Stored items
-=-=-=-=-

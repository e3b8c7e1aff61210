//! Decoded GPP consent model.
//!
//! Bit-level decoding of the GPP string is the job of an external decoder.
//! The core only sees the decoded sections through the traits below, so any
//! decoder (or a test double) can stand behind them. [`GppModel`] is a plain
//! serde container used when the decoded sections arrive as JSON or TOML.

use serde::{Deserialize, Serialize};

/// GPP section id of the US national section.
pub const US_NAT_SECTION_ID: i32 = 7;
/// GPP section id of the California section.
pub const US_CA_SECTION_ID: i32 = 8;
/// GPP section id of the Virginia section.
pub const US_VA_SECTION_ID: i32 = 9;
/// GPP section id of the Colorado section.
pub const US_CO_SECTION_ID: i32 = 10;
/// GPP section id of the Utah section.
pub const US_UT_SECTION_ID: i32 = 11;
/// GPP section id of the Connecticut section.
pub const US_CT_SECTION_ID: i32 = 12;

/// Every US section id, in detection order.
pub const US_SECTION_IDS: [i32; 6] = [
    US_NAT_SECTION_ID,
    US_CA_SECTION_ID,
    US_VA_SECTION_ID,
    US_CO_SECTION_ID,
    US_UT_SECTION_ID,
    US_CT_SECTION_ID,
];

/// Raw fields of the US national section (id 7).
pub trait UsNatSection {
    fn version(&self) -> Option<i32>;
    fn sharing_notice(&self) -> Option<i32>;
    fn sale_opt_out_notice(&self) -> Option<i32>;
    fn sharing_opt_out_notice(&self) -> Option<i32>;
    fn targeted_advertising_opt_out_notice(&self) -> Option<i32>;
    fn sensitive_data_processing_opt_out_notice(&self) -> Option<i32>;
    fn sensitive_data_limit_use_notice(&self) -> Option<i32>;
    fn sale_opt_out(&self) -> Option<i32>;
    fn sharing_opt_out(&self) -> Option<i32>;
    fn targeted_advertising_opt_out(&self) -> Option<i32>;
    fn sensitive_data_processing(&self) -> Option<&[Option<i32>]>;
    fn known_child_sensitive_data_consents(&self) -> Option<&[Option<i32>]>;
    fn personal_data_consents(&self) -> Option<i32>;
    fn mspa_covered_transaction(&self) -> Option<i32>;
    fn mspa_opt_out_option_mode(&self) -> Option<i32>;
    fn mspa_service_provider_mode(&self) -> Option<i32>;
    fn gpc_segment_type(&self) -> Option<i32>;
    fn gpc_segment_included(&self) -> Option<bool>;
    fn gpc(&self) -> Option<bool>;
}

/// Raw fields of the California section (id 8).
///
/// Sensitive data is stored in California's own category order and the
/// child consents as a two element list.
pub trait UsCaSection {
    fn version(&self) -> Option<i32>;
    fn sale_opt_out_notice(&self) -> Option<i32>;
    fn sharing_opt_out_notice(&self) -> Option<i32>;
    fn sensitive_data_limit_use_notice(&self) -> Option<i32>;
    fn sale_opt_out(&self) -> Option<i32>;
    fn sharing_opt_out(&self) -> Option<i32>;
    fn sensitive_data_processing(&self) -> Option<&[Option<i32>]>;
    fn known_child_sensitive_data_consents(&self) -> Option<&[Option<i32>]>;
    fn personal_data_consents(&self) -> Option<i32>;
    fn mspa_covered_transaction(&self) -> Option<i32>;
    fn mspa_opt_out_option_mode(&self) -> Option<i32>;
    fn mspa_service_provider_mode(&self) -> Option<i32>;
    fn gpc_segment_type(&self) -> Option<i32>;
    fn gpc_segment_included(&self) -> Option<bool>;
    fn gpc(&self) -> Option<bool>;
}

/// Raw fields of the Virginia section (id 9). No GPC sub-section.
pub trait UsVaSection {
    fn version(&self) -> Option<i32>;
    fn sharing_notice(&self) -> Option<i32>;
    fn sale_opt_out_notice(&self) -> Option<i32>;
    fn targeted_advertising_opt_out_notice(&self) -> Option<i32>;
    fn sale_opt_out(&self) -> Option<i32>;
    fn targeted_advertising_opt_out(&self) -> Option<i32>;
    fn sensitive_data_processing(&self) -> Option<&[Option<i32>]>;
    /// Single combined code: 0 no children affected, 1 or 2 children affected.
    fn known_child_sensitive_data_consents(&self) -> Option<i32>;
    fn mspa_covered_transaction(&self) -> Option<i32>;
    fn mspa_opt_out_option_mode(&self) -> Option<i32>;
    fn mspa_service_provider_mode(&self) -> Option<i32>;
}

/// Raw fields of the Colorado section (id 10).
pub trait UsCoSection {
    fn version(&self) -> Option<i32>;
    fn sharing_notice(&self) -> Option<i32>;
    fn sale_opt_out_notice(&self) -> Option<i32>;
    fn targeted_advertising_opt_out_notice(&self) -> Option<i32>;
    fn sale_opt_out(&self) -> Option<i32>;
    fn targeted_advertising_opt_out(&self) -> Option<i32>;
    fn sensitive_data_processing(&self) -> Option<&[Option<i32>]>;
    /// Single combined code: 0 no children affected, 1 or 2 children affected.
    fn known_child_sensitive_data_consents(&self) -> Option<i32>;
    fn mspa_covered_transaction(&self) -> Option<i32>;
    fn mspa_opt_out_option_mode(&self) -> Option<i32>;
    fn mspa_service_provider_mode(&self) -> Option<i32>;
    fn gpc_segment_type(&self) -> Option<i32>;
    fn gpc_segment_included(&self) -> Option<bool>;
    fn gpc(&self) -> Option<bool>;
}
//! BidGuard CLI.
//!
//! This tool provides commands for:
//! - Validating settings files, including the activity rules they compile to
//! - Dry-running a bid request through the activity gate and the bidder
//!   request chain for each bidder

use clap::{Parser, Subcommand};
use log::LevelFilter;
use std::path::PathBuf;

mod config;
mod error;
mod evaluate;

use error::CliError;

#[derive(Parser)]
#[command(name = "bgcli")]
#[command(about = "BidGuard CLI for settings validation and bidder request dry runs")]
#[command(version)]
struct Cli {
    #[command(subcommand)]
    command: Commands,

    /// Increase log verbosity (-v debug, -vv trace)
    #[arg(short, long, global = true, action = clap::ArgAction::Count)]
    verbose: u8,
}

#[derive(Subcommand)]
enum Commands {
    /// Settings management
    Config {
        #[command(subcommand)]
        action: ConfigAction,
    },

    /// Run a bid request through the activity gate and the bidder chain
    Evaluate {
        /// Path to the TOML settings file
        #[arg(long, short, env = "BIDGUARD_SETTINGS")]
        settings: PathBuf,

        /// Path to the OpenRTB bid request JSON
        #[arg(long, short)]
        request: PathBuf,

        /// Path to decoded GPP sections as JSON
        #[arg(long, short)]
        gpp: Option<PathBuf>,

        /// Bidders to evaluate (defaults to every configured bidder)
        #[arg(long, short, value_delimiter = ',')]
        bidders: Vec<String>,
    },
}

#[derive(Subcommand)]
enum ConfigAction {
    /// Validate settings and compile the activity rules
    Validate {
        /// Path to the TOML settings file
        #[arg(long, short)]
        file: PathBuf,
    },
}

fn main() {
    let cli = Cli::parse();

    let level = match cli.verbose {
        0 => LevelFilter::Warn,
        1 => LevelFilter::Debug,
        _ => LevelFilter::Trace,
    };
    if let Err(e) = bidguard_common::logging::init_logger(level) {
        eprintln!("Error: {e:?}");
        std::process::exit(1);
    }

    if let Err(e) = run(cli) {
        eprintln!("Error: {}", e);
        std::process::exit(1);
    }
}

fn run(cli: Cli) -> Result<(), CliError> {
    match cli.command {
        Commands::Config { action } => match action {
            ConfigAction::Validate { file } => config::validate(&file, cli.verbose > 0),
        },
        Commands::Evaluate {
            settings,
            request,
            gpp,
            bidders,
        } => evaluate::run(&settings, &request, gpp.as_deref(), &bidders),
    }
}
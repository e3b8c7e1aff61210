//! GPP (Global Privacy Platform) consent handling.
//!
//! - [`model`]: the decoded consent container and per-section raw traits
//! - [`reader`]: per-jurisdiction readers normalizing sections onto the
//!   US national signal set

pub mod model;
pub mod reader;

pub use model::{ConsentModel, GppModel};
pub use reader::{UsNatReader, UsSectionReader};
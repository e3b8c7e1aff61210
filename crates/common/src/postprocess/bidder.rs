//! Bidder catalog and alias lookups consulted by the post-processors.

use std::collections::HashMap;

use error_stack::Report;
use serde::{Deserialize, Serialize};
use validator::Validate;

use crate::error::BidGuardError;
use crate::openrtb::{BidRequest, MediaType};

/// Inventory channel of a request.
#[derive(Debug, Clone, Copy, PartialEq, Eq)]
pub enum Channel {
    Site,
    App,
    Dooh,
}

impl Channel {
    /// Site if present, then app, then DOOH. A request with none of them is
    /// treated as site traffic.
    #[must_use]
    pub fn of(bid_request: &BidRequest) -> Self {
        if bid_request.site.is_some() {
            Self::Site
        } else if bid_request.app.is_some() {
            Self::App
        } else if bid_request.dooh.is_some() {
            Self::Dooh
        } else {
            Self::Site
        }
    }
}

#[derive(Debug, Clone, Default, PartialEq, Eq, Deserialize, Serialize)]
pub struct PlatformCapabilities {
    #[serde(default, rename = "mediatypes")]
    pub media_types: Vec<MediaType>,
}

#[derive(Debug, Clone, Default, PartialEq, Eq, Deserialize, Serialize)]
pub struct BidderCapabilities {
    #[serde(default, skip_serializing_if = "Option::is_none")]
    pub site: Option<PlatformCapabilities>,
    #[serde(default, skip_serializing_if = "Option::is_none")]
    pub app: Option<PlatformCapabilities>,
    #[serde(default, skip_serializing_if = "Option::is_none")]
    pub dooh: Option<PlatformCapabilities>,
}

/// Static description of a bidder adapter.
#[derive(Debug, Clone, PartialEq, Eq, Deserialize, Serialize, Validate)]
pub struct BidderInfo {
    /// Currencies the bidder bids in; absent or empty means any.
    #[serde(default, skip_serializing_if = "Option::is_none")]
    #[validate(length(min = 1))]
    pub accepted_currencies: Option<Vec<String>>,
    #[serde(default)]
    pub capabilities: BidderCapabilities,
    /// Whether the bidder accepts impressions carrying several media types.
    #[serde(default = "default_multiformat_supported")]
    pub multiformat_supported: bool,
}

fn default_multiformat_supported() -> bool {
    true
}

impl Default for BidderInfo {
    fn default() -> Self {
        Self {
            accepted_currencies: None,
            capabilities: BidderCapabilities::default(),
            multiformat_supported: default_multiformat_supported(),
        }
    }
}

impl BidderInfo {
    /// Media types the bidder accepts on the given channel.
    #[must_use]
    pub fn supported_media_types(&self, channel: Channel) -> &[MediaType] {
        let platform = match channel {
            Channel::Site => self.capabilities.site.as_ref(),
            Channel::App => self.capabilities.app.as_ref(),
            Channel::Dooh => self.capabilities.dooh.as_ref(),
        };
        platform.map_or(&[], |platform| platform.media_types.as_slice())
    }
}

/// Read-only bidder metadata lookup.
pub trait BidderCatalog: Send + Sync {
    fn bidder_info(&self, name: &str) -> Option<&BidderInfo>;
}

/// Catalog entry for `name`.
///
/// # Errors
///
/// Returns [`BidGuardError::BidderCatalog`] when the catalog has no entry.
pub(crate) fn require_bidder_info<'c>(
    catalog: &'c dyn BidderCatalog,
    name: &str,
) -> Result<&'c BidderInfo, Report<BidGuardError>> {
    catalog.bidder_info(name).ok_or_else(|| {
        Report::new(BidGuardError::BidderCatalog {
            message: format!("No bidder info for bidder '{name}'"),
        })
    })
}

/// Resolves bidder aliases to canonical adapter names.
pub trait BidderAliases: Send + Sync {
    /// The canonical name for `name`, or `name` itself when it is no alias.
    fn resolve_bidder<'a>(&'a self, name: &'a str) -> &'a str;
}

/// Catalog backed by the `[bidders]` settings table.
#[derive(Debug, Clone, Default)]
pub struct StaticBidderCatalog {
    bidders: HashMap<String, BidderInfo>,
}

impl StaticBidderCatalog {
    #[must_use]
    pub fn new(bidders: HashMap<String, BidderInfo>) -> Self {
        Self { bidders }
    }
}

impl BidderCatalog for StaticBidderCatalog {
    fn bidder_info(&self, name: &str) -> Option<&BidderInfo> {
        self.bidders.get(name)
    }
}

/// Alias table backed by the `[aliases]` settings table.
#[derive(Debug, Clone, Default)]
pub struct StaticBidderAliases {
    aliases: HashMap<String, String>,
}

impl StaticBidderAliases {
    #[must_use]
    pub fn new(aliases: HashMap<String, String>) -> Self {
        Self { aliases }
    }
}

impl BidderAliases for StaticBidderAliases {
    fn resolve_bidder<'a>(&'a self, name: &'a str) -> &'a str {
        self.aliases.get(name).map_or(name, String::as_str)
    }
}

-=-=-=-=-

The problem: Scan the records above for the string "CliError", then copy each line where it turns up.

Answer to this task:
use error::CliError;
fn run(cli: Cli) -> Result<(), CliError> {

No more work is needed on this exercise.